Lynk & Co O2 - a Chinese statement

March 27, 2018

China is quick becoming a world leader in many things. Producing nice cars though? Jip, that too...

 

 

Just when you thought that China might never step up and make something worth looking at, we’re reminded that the Asians don’t play games when it comes to slowly chipping away at our European car loving soul.

 

Yes, we need not look further than South Korea’s Hyundai and Kia to understand that it won’t be long until China also become a car producing powerhouse. From the Nio EP9 to Byton, Chinese cars now turn more heads than not, and this here O2 by Lynk & Co is just another feather in the Chinese cap as the world braces itself for the Chinese car revolution.

 

 

Perhaps most surprising then is not the fact that this is a good looking Chinese SUV, but the fact that it’s not fully electric. China has been very much on the cusp of the electric revolution as they fully understand the economy of lithium (the key component in car batteries), and what the electric landscape could do for their long term financial outlook.

 

China is investing more in lithium than any other car-producing nation and are intent on being one of the world leaders when it comes to the economy of a carbon-free century.

 

But, to take a step back for a moment: Here’s what you see before you.

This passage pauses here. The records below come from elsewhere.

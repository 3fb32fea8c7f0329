//! CSV log of one slave.

use std::fs::File;
use std::path::Path;

use csv::Writer;

use cosim_core::{StepNumber, TimePoint, VariableDescription};
use cosim_engine::Slave;

use crate::OutputResult;

/// Writes the selected variables of one slave, one row per logged step.
pub struct SlaveLog {
    writer:     Writer<File>,
    columns:    Vec<VariableDescription>,
    decimation: u32,
}

impl SlaveLog {
    /// Create (or truncate) `path` and write the header row.
    pub fn create(path: &Path, columns: Vec<VariableDescription>, decimation: u32) -> OutputResult<Self> {
        let mut writer = Writer::from_path(path)?;
        let mut header = vec!["Time".to_owned(), "StepCount".to_owned()];
        header.extend(columns.iter().map(|c| c.name.clone()));
        writer.write_record(&header)?;
        writer.flush()?;
        Ok(Self { writer, columns, decimation: decimation.max(1) })
    }

    /// Whether `step` falls on the decimation grid.
    pub fn wants(&self, step: StepNumber) -> bool {
        step.0 % i64::from(self.decimation) == 0
    }

    pub fn write_row(&mut self, step: StepNumber, time: TimePoint, slave: &dyn Slave) -> OutputResult<()> {
        let mut record = Vec::with_capacity(self.columns.len() + 2);
        record.push(time.as_secs_f64().to_string());
        record.push(step.0.to_string());
        for column in &self.columns {
            record.push(slave.get_value(column.kind, column.reference)?.to_string());
        }
        self.writer.write_record(&record)?;
        self.writer.flush()?;
        Ok(())
    }
}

The Geely owned Lynk & Co O2, which is a cousin of Volvo, sharing many of its parts with the Swedish giant. It means that it will arrive with Swedish due diligence, but also its boring ideology.

 

That doesn’t mean it’s not nice to look at, which it is. Most Volvos are great to look at but no car-loving human being goes out to buy one. They’re bought by responsible and diligent adults who like to move about in class and safety, without ever really wanting much to do with it.

 

 

The Lynk & Co O2 however, is slightly more exciting than that and if you look carefully, you you’ll even see a version here with a splash of orange. Oh my! How about that bro? Volvo must have seen that and covered their mouth in fright.

 

As for South Africans though: They shouldn’t be too worried. It’s unlikely to come to South Africa for a while. But, Geely would be silly not to bring it over sooner than later. As Africa is clearly growing closer to China than the West, with an emerging middle class ready for new and affordable cars – Africa makes a lot of long term sense - for Geely and for China.

 

But, make no mistake: We’re sure that Geely and China know that already.